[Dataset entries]

//! Core error types for purrfocus-core.
//!
//! This module defines the error hierarchy using thiserror. Authentication
//! and store failures are kept apart so callers can decide which ones are
//! shown on the sign-in form and which ones only mean local and remote state
//! may have diverged.

use std::path::PathBuf;
use thiserror::Error;

/// Core error type for purrfocus-core.
#[derive(Error, Debug)]
pub enum CoreError {
    /// Identity provider errors
    #[error(transparent)]
    Auth(#[from] AuthError),

    /// Record store errors
    #[error("Store error: {0}")]
    Store(#[from] StoreError),

    /// Database-related errors
    #[error("Database error: {0}")]
    Database(#[from] DatabaseError),

    /// Configuration-related errors
    #[error("Configuration error: {0}")]
    Config(#[from] ConfigError),

    /// Validation errors
    #[error("Validation error: {0}")]
    Validation(#[from] ValidationError),

    /// The companion died; only adopting a new one is allowed.
    #[error("{name} is gone. Adopt a new companion before starting another session")]
    CompanionLost { name: String },

    /// An operation that needs a signed-in user was called without one.
    #[error("Not signed in")]
    NotSignedIn,

    /// IO errors
    #[error("IO error: {0}")]
    Io(#[from] std::io::Error),

    /// Serialization/deserialization errors
    #[error("JSON error: {0}")]
    Json(#[from] serde_json::Error),
}

/// Identity provider errors.
///
/// The `Display` output is what the auth form shows the user.
#[derive(Error, Debug, Clone, PartialEq, Eq)]
pub enum AuthError {
    #[error("Invalid login credentials")]
    InvalidCredentials,

    #[error("User already registered")]
    EmailTaken,

    #[error("Unable to validate email address: invalid format")]
    InvalidEmail,

    #[error("Password should be at least {min_len} characters")]
    WeakPassword { min_len: usize },

    /// Message reported by the provider, passed through verbatim.
    #[error("{0}")]
    Provider(String),

    #[error("Network error: {0}")]
    Network(String),

    #[error("Identity storage failed: {0}")]
    Storage(String),
}

impl AuthError {
    /// Message for the auth form, with a generic fallback for empty provider
    /// messages.
    pub fn user_message(&self) -> String {
        let msg = self.to_string();
        if msg.trim().is_empty() {
            "An error occurred".to_string()
        } else {
            msg
        }
    }
}

/// Record store errors.
#[derive(Error, Debug)]
pub enum StoreError {
    /// The store answered but refused the operation.
    #[error("{operation} rejected: {message}")]
    Rejected { operation: String, message: String },

    /// No record matched the id for the owning user.
    #[error("{kind} '{id}' not found")]
    NotFound { kind: &'static str, id: String },

    /// Transport-level failure talking to a remote store.
    #[error("Network error: {0}")]
    Network(String),

    /// Local store failure.
    #[error(transparent)]
    Database(#[from] DatabaseError),

    /// Response body could not be decoded.
    #[error("Unexpected response: {0}")]
    Decode(String),
}

/// Database-specific errors.
#[derive(Error, Debug)]
pub enum DatabaseError {
    /// Failed to open database connection
    #[error("Failed to open database at {path}: {source}")]
    OpenFailed {
        path: PathBuf,
        #[source]
        source: rusqlite::Error,
    },

    /// Query execution failed
    #[error("Query failed: {0}")]
    QueryFailed(String),

    /// Migration failed
    #[error("Database migration failed: {0}")]
    MigrationFailed(String),

    /// Database is locked
    #[error("Database is locked")]
    Locked,
}

/// Configuration-specific errors.
#[derive(Error, Debug)]
pub enum ConfigError {
    /// Failed to load configuration
    #[error("Failed to load configuration from {path}: {message}")]
    LoadFailed { path: PathBuf, message: String },

    /// Failed to save configuration
    #[error("Failed to save configuration to {path}: {message}")]
    SaveFailed { path: PathBuf, message: String },

    /// Unknown dot-path key
    #[error("unknown config key: {0}")]
    UnknownKey(String),

    /// Invalid configuration value
    #[error("Invalid configuration value for '{key}': {message}")]
    InvalidValue { key: String, message: String },

    /// Missing required configuration key
    #[error("Missing required configuration key: {0}")]
    MissingKey(String),
}

/// Validation errors.
#[derive(Error, Debug, Clone, PartialEq, Eq)]
pub enum ValidationError {
    /// A field that must not be blank was blank
    #[error("'{field}' must not be empty")]
    Empty { field: &'static str },

    /// Invalid value
    #[error("Invalid value for '{field}': {message}")]
    InvalidValue { field: String, message: String },
}

impl From<rusqlite::Error> for DatabaseError {
    fn from(err: rusqlite::Error) -> Self {
        match &err {
            rusqlite::Error::SqliteFailure(e, _msg) => {
                if e.code == rusqlite::ErrorCode::DatabaseLocked
                    || e.code == rusqlite::ErrorCode::DatabaseBusy
                {
                    DatabaseError::Locked
                } else {
                    DatabaseError::QueryFailed(err.to_string())
                }
            }
            _ => DatabaseError::QueryFailed(err.to_string()),
        }
    }
}

impl From<rusqlite::Error> for StoreError {
    fn from(err: rusqlite::Error) -> Self {
        StoreError::Database(err.into())
    }
}

impl From<reqwest::Error> for StoreError {
    fn from(err: reqwest::Error) -> Self {
        if err.is_decode() {
            StoreError::Decode(err.to_string())
        } else {
            StoreError::Network(err.to_string())
        }
    }
}

impl From<reqwest::Error> for AuthError {
    fn from(err: reqwest::Error) -> Self {
        AuthError::Network(err.to_string())
    }
}

impl From<rusqlite::Error> for AuthError {
    fn from(err: rusqlite::Error) -> Self {
        AuthError::Storage(err.to_string())
    }
}

/// Result type alias for CoreError
pub type Result<T, E = CoreError> = std::result::Result<T, E>;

> _YOUR GOAL_:
Each entry is to be retyped precisely as it stands.

> _WRITTEN ANSWER_:
//! Core error types for purrfocus-core.
//!
//! This module defines the error hierarchy using thiserror. Authentication
//! and store failures are kept apart so callers can decide which ones are
//! shown on the sign-in form and which ones only mean local and remote state
//! may have diverged.

use std::path::PathBuf;
use thiserror::Error;

/// Core error type for purrfocus-core.
#[derive(Error, Debug)]
pub enum CoreError {
    /// Identity provider errors
    #[error(transparent)]
    Auth(#[from] AuthError),

    /// Record store errors
    #[error("Store error: {0}")]
    Store(#[from] StoreError),

    /// Database-related errors
    #[error("Database error: {0}")]
    Database(#[from] DatabaseError),

    /// Configuration-related errors
    #[error("Configuration error: {0}")]
    Config(#[from] ConfigError),

    /// Validation errors
    #[error("Validation error: {0}")]
    Validation(#[from] ValidationError),

    /// The companion died; only adopting a new one is allowed.
    #[error("{name} is gone. Adopt a new companion before starting another session")]
    CompanionLost { name: String },

    /// An operation that needs a signed-in user was called without one.
    #[error("Not signed in")]
    NotSignedIn,

    /// IO errors
    #[error("IO error: {0}")]
    Io(#[from] std::io::Error),

    /// Serialization/deserialization errors
    #[error("JSON error: {0}")]
    Json(#[from] serde_json::Error),
}

/// Identity provider errors.
///
/// The `Display` output is what the auth form shows the user.
#[derive(Error, Debug, Clone, PartialEq, Eq)]
pub enum AuthError {
    #[error("Invalid login credentials")]
    InvalidCredentials,

    #[error("User already registered")]
    EmailTaken,

    #[error("Unable to validate email address: invalid format")]
    InvalidEmail,

    #[error("Password should be at least {min_len} characters")]
    WeakPassword { min_len: usize },

    /// Message reported by the provider, passed through verbatim.
    #[error("{0}")]
    Provider(String),

    #[error("Network error: {0}")]
    Network(String),

    #[error("Identity storage failed: {0}")]
    Storage(String),
}

impl AuthError {
    /// Message for the auth form, with a generic fallback for empty provider
    /// messages.
    pub fn user_message(&self) -> String {
        let msg = self.to_string();
        if msg.trim().is_empty() {
            "An error occurred".to_string()
        } else {
            msg
        }
    }
}

/// Record store errors.
#[derive(Error, Debug)]
pub enum StoreError {
    /// The store answered but refused the operation.
    #[error("{operation} rejected: {message}")]
    Rejected { operation: String, message: String },

    /// No record matched the id for the owning user.
    #[error("{kind} '{id}' not found")]
    NotFound { kind: &'static str, id: String },

    /// Transport-level failure talking to a remote store.
    #[error("Network error: {0}")]
    Network(String),

    /// Local store failure.
    #[error(transparent)]
    Database(#[from] DatabaseError),

    /// Response body could not be decoded.
    #[error("Unexpected response: {0}")]
    Decode(String),
}

/// Database-specific errors.
#[derive(Error, Debug)]
pub enum DatabaseError {
    /// Failed to open database connection
    #[error("Failed to open database at {path}: {source}")]
    OpenFailed {
        path: PathBuf,
        #[source]
        source: rusqlite::Error,
    },

    /// Query execution failed
    #[error("Query failed: {0}")]
    QueryFailed(String),

    /// Migration failed
    #[error("Database migration failed: {0}")]
    MigrationFailed(String),

    /// Database is locked
    #[error("Database is locked")]
    Locked,
}

/// Configuration-specific errors.
#[derive(Error, Debug)]
pub enum ConfigError {
    /// Failed to load configuration
    #[error("Failed to load configuration from {path}: {message}")]
    LoadFailed { path: PathBuf, message: String },

    /// Failed to save configuration
    #[error("Failed to save configuration to {path}: {message}")]
    SaveFailed { path: PathBuf, message: String },

    /// Unknown dot-path key
    #[error("unknown config key: {0}")]
    UnknownKey(String),

    /// Invalid configuration value
    #[error("Invalid configuration value for '{key}': {message}")]
    InvalidValue { key: String, message: String },

    /// Missing required configuration key
    #[error("Missing required configuration key: {0}")]
    MissingKey(String),
}

/// Validation errors.
#[derive(Error, Debug, Clone, PartialEq, Eq)]
pub enum ValidationError {
    /// A field that must not be blank was blank
    #[error("'{field}' must not be empty")]
    Empty { field: &'static str },

    /// Invalid value
    #[error("Invalid value for '{field}': {message}")]
    InvalidValue { field: String, message: String },
}

impl From<rusqlite::Error> for DatabaseError {
    fn from(err: rusqlite::Error) -> Self {
        match &err {
            rusqlite::Error::SqliteFailure(e, _msg) => {
                if e.code == rusqlite::ErrorCode::DatabaseLocked
                    || e.code == rusqlite::ErrorCode::DatabaseBusy
                {
                    DatabaseError::Locked
                } else {
                    DatabaseError::QueryFailed(err.to_string())
                }
            }
            _ => DatabaseError::QueryFailed(err.to_string()),
        }
    }
}

impl From<rusqlite::Error> for StoreError {
    fn from(err: rusqlite::Error) -> Self {
        StoreError::Database(err.into())
    }
}

impl From<reqwest::Error> for StoreError {
    fn from(err: reqwest::Error) -> Self {
        if err.is_decode() {
            StoreError::Decode(err.to_string())
        } else {
            StoreError::Network(err.to_string())
        }
    }
}

impl From<reqwest::Error> for AuthError {
    fn from(err: reqwest::Error) -> Self {
        AuthError::Network(err.to_string())
    }
}

impl From<rusqlite::Error> for AuthError {
    fn from(err: rusqlite::Error) -> Self {
        AuthError::Storage(err.to_string())
    }
}

/// Result type alias for CoreError
pub type Result<T, E = CoreError> = std::result::Result<T, E>;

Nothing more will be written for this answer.